Русское дворянство, как и всякий эксплуататорский класс, создало целую систему "теорий", доказывающих необходимость и даже благодетельность своего существования. Православная церковь внушала массам безграмотного, забитого народа, что господин поставлен "от бога". Ученые идеологи возвеличивали дворянство как единственный просвещенный класс, насаждающий в отсталой России блага культуры и цивилизации, воздвигающий своими усилиями славу и мощь Российского государства.
Из поколения в поколение лучшие люди русского общества стремились вскрыть лживость этих "теорий". И в первых рядах борцов против дворянской идеологии всегда шли русские литераторы.
Еще в XVIII столетии Новиков, Фонвизин, молодой Крылов пришли к мысли о том, что существует тесная связь между дворянской дикостью и развращенностью и дворянским бытием за счет труда крепостных. И все-таки даже этим писателям казалось, что жизнь за счет труда крепостных развращает только необразованных, непросвещенных помещиков. Как и многие люди того времени, они надеялись, что по мере распространения просвещения число добродетельных, гуманных помещиков будет неизменно увеличиваться, а следовательно, и участь народа будет облегчаться, а "злых" дворян будет все меньше и меньше.
Но не эта прекраснодушная вера определяла характер их произведений. Просвещенные, исполненные благороднейших мыслей и чувств Стародумы, Правдины и Милоны были все-таки исключением. Они терялись в тени таких массивных созданий, как Простаковы и Скотинины, которые воплощали в себе черты и нравы всей дворянской массы. Именно в этом и заключалась сила лучших произведений XVIII века.

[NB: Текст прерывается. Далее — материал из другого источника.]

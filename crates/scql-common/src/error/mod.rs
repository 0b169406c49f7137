//! Error handling for SCQL.
//!
//! This module provides a unified error type and result alias used
//! across all SCQL components.

mod engine;

pub use engine::{ErrorCode, FailureKind, ScqlError};

/// Result type alias for SCQL operations.
pub type ScqlResult<T> = std::result::Result<T, ScqlError>;
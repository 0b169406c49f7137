//! Filter predicates.
//!
//! A filter compares one column of a row against a constant operand.
//! Values are opaque bytes, compared as unsigned bytes in lexicographic
//! order; when one value is a prefix of the other, the shorter sorts first.

use bytes::Bytes;
use std::cmp::Ordering;
use std::fmt;

use scql_common::error::{ScqlError, ScqlResult};
use scql_common::types::ObjectName;

use crate::codec;

/// Comparison operator of a filter, with its wire code.
#[derive(Debug, Clone, Copy, PartialEq, Eq, Hash)]
#[repr(u8)]
pub enum Operator {
    /// `=`
    Equal = 0x3D,
    /// `<`
    Less = 0x3C,
    /// `>`
    Greater = 0x3E,
    /// `<=`, coded as `L`.
    LessOrEqual = 0x4C,
    /// `>=`, coded as `G`.
    GreaterOrEqual = 0x47,
    /// `!=`, coded as `#`.
    NotEqual = 0x23,
}

impl Operator {
    /// All operators.
    pub const ALL: [Operator; 6] = [
        Operator::Equal,
        Operator::Less,
        Operator::Greater,
        Operator::LessOrEqual,
        Operator::GreaterOrEqual,
        Operator::NotEqual,
    ];

    /// Returns the wire code.
    #[inline]
    #[must_use]
    pub const fn code(self) -> u8 {
        self as u8
    }

    /// Returns the conventional symbol.
    #[must_use]
    pub const fn symbol(self) -> &'static str {
        match self {
            Self::Equal => "=",
            Self::Less => "<",
            Self::Greater => ">",
            Self::LessOrEqual => "<=",
            Self::GreaterOrEqual => ">=",
            Self::NotEqual => "!=",
        }
    }

    /// Returns true if `ordering` (of column against operand) satisfies
    /// this operator.
    #[inline]
    #[must_use]
    pub fn matches(self, ordering: Ordering) -> bool {
        match self {
            Self::Equal => ordering == Ordering::Equal,
            Self::Less => ordering == Ordering::Less,
            Self::Greater => ordering == Ordering::Greater,
            Self::LessOrEqual => ordering != Ordering::Greater,
            Self::GreaterOrEqual => ordering != Ordering::Less,
            Self::NotEqual => ordering != Ordering::Equal,
        }
    }
}

impl TryFrom<u8> for Operator {
    type Error = ScqlError;

    fn try_from(code: u8) -> ScqlResult<Self> {
        match code {
            0x3D => Ok(Self::Equal),
            0x3C => Ok(Self::Less),
            0x3E => Ok(Self::Greater),
            0x4C => Ok(Self::LessOrEqual),
            0x47 => Ok(Self::GreaterOrEqual),
            0x23 => Ok(Self::NotEqual),
            _ => Err(ScqlError::UnknownOperator { code }),
        }
    }
}

impl fmt::Display for Operator {
    fn fmt(&self, f: &mut fmt::Formatter<'_>) -> fmt::Result {
        f.write_str(self.symbol())
    }
}

/// Compares two values as unsigned bytes, lexicographically.
#[inline]
#[must_use]
pub fn compare_bytes(left: &[u8], right: &[u8]) -> Ordering {
    // Slice ordering on u8 is exactly unsigned lexicographic.
    left.cmp(right)
}

/// Evaluates `column operator operand` against one encoded row.
///
/// # Example
///
/// ```rust
/// use scql_engine::codec;
/// use scql_engine::predicate::{evaluate, Operator};
///
/// let row = codec::encode_row(["b", "7"]).unwrap();
/// assert!(evaluate(&row, 0, Operator::Greater, b"a").unwrap());
/// assert!(!evaluate(&row, 1, Operator::Equal, b"8").unwrap());
/// ```
pub fn evaluate(
    row: &[u8],
    column_index: usize,
    operator: Operator,
    operand: &[u8],
) -> ScqlResult<bool> {
    let value = codec::decode_column(row, column_index)?;
    Ok(operator.matches(compare_bytes(value, operand)))
}

/// A filter condition: `column operator operand`.
///
/// Filters name their column; the table resolves the name against its own
/// schema at evaluation time.
#[derive(Debug, Clone, PartialEq, Eq)]
pub struct Filter {
    column: ObjectName,
    operator: Operator,
    operand: Bytes,
}

impl Filter {
    /// Creates a filter.
    pub fn new(
        column: impl Into<ObjectName>,
        operator: Operator,
        operand: impl Into<Bytes>,
    ) -> Self {
        Self {
            column: column.into(),
            operator,
            operand: operand.into(),
        }
    }

    /// Creates a filter from a raw operator code.
    ///
    /// Fails with [`ScqlError::UnknownOperator`] for unknown codes.
    pub fn from_code(
        column: impl Into<ObjectName>,
        code: u8,
        operand: impl Into<Bytes>,
    ) -> ScqlResult<Self> {
        Ok(Self::new(column, Operator::try_from(code)?, operand))
    }

    /// Returns the column name.
    #[inline]
    #[must_use]
    pub fn column(&self) -> &ObjectName {
        &self.column
    }

    /// Returns the operator.
    #[inline]
    #[must_use]
    pub fn operator(&self) -> Operator {
        self.operator
    }

    /// Returns the operand.
    #[inline]
    #[must_use]
    pub fn operand(&self) -> &Bytes {
        &self.operand
    }

    /// Binds the filter to a resolved column index.
    #[must_use]
    pub fn bind(&self, column_index: usize) -> BoundFilter<'_> {
        BoundFilter {
            column_index,
            operator: self.operator,
            operand: &self.operand,
        }
    }
}

impl fmt::Display for Filter {
    fn fmt(&self, f: &mut fmt::Formatter<'_>) -> fmt::Result {
        write!(f, "{} {} {:?}", self.column, self.operator, self.operand)
    }
}

/// A filter whose column has been resolved to an index.
#[derive(Debug, Clone, Copy)]
pub struct BoundFilter<'a> {
    column_index: usize,
    operator: Operator,
    operand: &'a [u8],
}

impl BoundFilter<'_> {
    /// Evaluates the filter against one encoded row.
    pub fn matches(&self, row: &[u8]) -> ScqlResult<bool> {
        evaluate(row, self.column_index, self.operator, self.operand)
    }
}
/// The main error type for SCQL.
///
/// # Example
///
/// ```rust
/// use scql_common::error::{FailureKind, ScqlError};
///
/// let err = ScqlError::EndOfTable;
/// assert_eq!(err.kind(), FailureKind::EndOfSequence);
/// assert_eq!(err.status_word(), 0x6282);
/// ```
#[derive(Debug, Error)]
pub enum ScqlError {
    // ==========================================================================
    // Input Errors
    // ==========================================================================
    /// Invalid argument provided.
    #[error("wrong data: {message}")]
    WrongData {
        /// Error message.
        message: String,
    },

    /// Column count outside the allowed range.
    #[error("column count {count} outside 1..={max}")]
    ColumnCount {
        /// Requested column count.
        count: usize,
        /// Maximum allowed.
        max: usize,
    },

    /// A name is empty or longer than allowed.
    #[error("name {name} has invalid length {len} (max {max})")]
    NameLength {
        /// The offending name.
        name: ObjectName,
        /// Actual length.
        len: usize,
        /// Maximum allowed length.
        max: usize,
    },

    /// A length field does not match.
    #[error("wrong length: expected {expected}, got {actual}")]
    WrongLength {
        /// Expected length or count.
        expected: usize,
        /// Actual length or count.
        actual: usize,
    },

    /// A column value is too long.
    #[error("column {column} value of {size} bytes exceeds maximum {max}")]
    ValueTooLong {
        /// Column index.
        column: usize,
        /// Actual size.
        size: usize,
        /// Maximum allowed size.
        max: usize,
    },

    /// Encoded data is not prefix-sound.
    #[error("invalid data: {message}")]
    DataInvalid {
        /// Description of the defect.
        message: String,
    },

    /// Unknown filter operator code.
    #[error("unknown filter operator {code:#04x}")]
    UnknownOperator {
        /// The operator byte.
        code: u8,
    },

    // ==========================================================================
    // Lookup Errors
    // ==========================================================================
    /// Name already used by a table or a view.
    #[error("object {name} already exists")]
    ObjectExists {
        /// The colliding name.
        name: ObjectName,
    },

    /// Table not found.
    #[error("table {name} not found")]
    TableNotFound {
        /// The missing table.
        name: ObjectName,
    },

    /// View not found.
    #[error("view {name} not found")]
    ViewNotFound {
        /// The missing view.
        name: ObjectName,
    },

    /// Neither a table nor a view has this name.
    #[error("object {name} not found")]
    ObjectNotFound {
        /// The missing object.
        name: ObjectName,
    },

    /// Column not found.
    #[error("column {column} not found in {object}")]
    ColumnNotFound {
        /// The missing column.
        column: ObjectName,
        /// The table or view searched.
        object: ObjectName,
    },

    /// Row position outside the table.
    #[error("row {position} not found, table holds {count} rows")]
    RowNotFound {
        /// Requested position.
        position: usize,
        /// Current row count.
        count: usize,
    },

    /// The view's table was dropped.
    #[error("view {view} no longer references a table")]
    TableDetached {
        /// The inert view.
        view: ObjectName,
    },

    /// The cursor's bound object was dropped.
    #[error("cursor is not bound to a table or view")]
    CursorDetached,

    // ==========================================================================
    // Capacity Errors
    // ==========================================================================
    /// Catalog registry is full.
    #[error("cannot create more than {max} {kind}")]
    CatalogFull {
        /// "tables" or "views".
        kind: &'static str,
        /// The registry limit.
        max: usize,
    },

    /// Table storage is full.
    #[error("table {table} is full ({max} rows)")]
    TableFull {
        /// The full table.
        table: ObjectName,
        /// The row limit.
        max: usize,
    },

    // ==========================================================================
    // State Errors
    // ==========================================================================
    /// No cursor was declared.
    #[error("no cursor declared")]
    CursorNotDeclared,

    /// The cursor was declared but not opened.
    #[error("cursor is not open")]
    CursorNotOpen,

    /// A required value is empty.
    #[error("{what} must not be empty")]
    EmptyValue {
        /// What was empty.
        what: &'static str,
    },

    /// Transaction begin/commit/abort out of order.
    #[error("transaction error: {message}")]
    TransactionState {
        /// Error message.
        message: String,
    },

    /// The cursor stepped or is positioned past the last row.
    #[error("end of table")]
    EndOfTable,

    /// Operation structurally forbidden.
    #[error("operation not allowed: {operation}")]
    NotAllowed {
        /// The forbidden operation.
        operation: String,
    },

    // ==========================================================================
    // Transport Errors
    // ==========================================================================
    /// Class byte not supported.
    #[error("class {cla:#04x} not supported")]
    ClaNotSupported {
        /// The class byte.
        cla: u8,
    },

    /// Instruction byte not supported.
    #[error("instruction {ins:#04x} not supported")]
    InsNotSupported {
        /// The instruction byte.
        ins: u8,
    },

    /// Operation selector not supported.
    #[error("function {p2:#04x} not supported")]
    FuncNotSupported {
        /// The P2 selector.
        p2: u8,
    },

    // ==========================================================================
    // I/O Errors
    // ==========================================================================
    /// I/O error from the underlying system.
    #[error("I/O error: {source}")]
    Io {
        /// The underlying I/O error.
        #[from]
        source: std::io::Error,
    },

    /// Persisted image is corrupted.
    #[error("image corrupted: {message}")]
    Corruption {
        /// Description of the corruption.
        message: String,
    },

    /// Invalid configuration.
    #[error("invalid configuration: {message}")]
    InvalidConfig {
        /// Error message.
        message: String,
    },
}
//! # scql-common
//!
//! Common types, errors, and limits for the SCQL engine.
//!
//! This crate provides the foundational pieces shared by every SCQL crate:
//!
//! - **Types**: object names and the stable object ids used as weak references
//! - **Errors**: unified error handling with `ScqlError` and its ISO7816 status words
//! - **Config**: engine configuration and the capacity limits it enforces
//! - **Constants**: the card limits and image format markers
//!
//! ## Example
//!
//! ```rust
//! use scql_common::error::{ScqlError, ScqlResult};
//! use scql_common::types::ObjectName;
//!
//! fn lookup(name: &ObjectName) -> ScqlResult<()> {
//!     Err(ScqlError::TableNotFound { name: name.clone() })
//! }
//!
//! let err = lookup(&ObjectName::from("T")).unwrap_err();
//! assert_eq!(err.status_word(), 0x6A88);
//! ```

#![warn(missing_docs)]
#![warn(clippy::all)]
#![warn(clippy::pedantic)]
#![allow(clippy::module_name_repetitions)]

pub mod config;
pub mod constants;
pub mod error;
pub mod types;

// Re-export commonly used items at the crate root
pub use config::{EngineConfig, Limits};
pub use constants::*;
pub use error::{ErrorCode, FailureKind, ScqlError, ScqlResult};
pub use types::{ObjectId, ObjectName, TableId, ViewId};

Но в первой половине XIX века, в пору дальнейшего обострения кризиса крепостнической системы, литераторы, стоявшие на страже интересов дворянства, перевернули это соотношение. Они выдвигали на первый план среднего или богатого, образованного, "гуманного" помещика, как истинного выразителя сущности дворянского класса. Наряду с этим рыцарем "просвещения" они показывали и "непросвещенного" помещика. Как правило, это был мелкопоместный, живущий в деревенской глуши крепостник. На фоне общего "благополучия" в стране - а литературные адвокаты дворянства только то и делали, что доказывали эту "истину", - можно было и посмеяться над деревенским увальнем. Даже Булгарин и его приспешники - и те "обличали" помещика-провинциала, злой нрав которого не смягчен просвещением и который по этой причине нарушает нормы дворянской морали, а иногда и законности, что, впрочем, всегда, как уверяли эти писатели, пресекалось попечительными властями.
Разоблачение этой реакционной идиллии со времен Пушкина было одной из главных задач русской литературы. Пушкин в последние годы жизни пришел к мысли, что разница между "просвещенными" и непросвещенными - внешняя, заключающаяся чаще всего только в степени усвоения дворянского этикета. Иван Петрович Берестов, ничего не читавший, кроме "Сенатских ведомостей", и претендовавший на "просвещенность" англоман Григорий Иванович Муромский поссорились, пожалуй, только потому, что местное дворянство не может жить без сплетни. Муромский и Берестов отлично поладили, как только случай представил им возможность сойтись, не нанося урона их спеси. Интересы у них были общие и взгляды на жизнь, в сущности, одинаковые.
Для Гоголя принцип сопоставления невежественного помещика с дворянином, напялившим личину "просвещенности", стал основой воспроизведения дворянской жизни. Сладчайший Манилов, мечтающий о том, чтобы "следить какую-нибудь этакую науку", - не менее отвратительный паразит, чем Собакевич, Коробочка или даже Плюшкин. Гоголь настойчиво подчеркивает, что таких людей, как Ноздрев или Собакевич, можно встретить не только в провинции, но и в верхах дворянского общества. Даже Коробочка, и та не исключение: "...Иной и почтенный, и государственный даже человек, а на деле выходит совершенная Коробочка".
Великие произведения Гоголя заключали в себе знаменательную для русского общественного сознания мысль: все эти люди не исключение, а норма дворянской жизни. Именно эта мысль и была подхвачена и развита писателями "натуральной" школы. Она же лежала в основе всего раннего творчества Писемского. Но в разработке этой намеченной Гоголем темы он шел несколько иным путем, чем его великий учитель.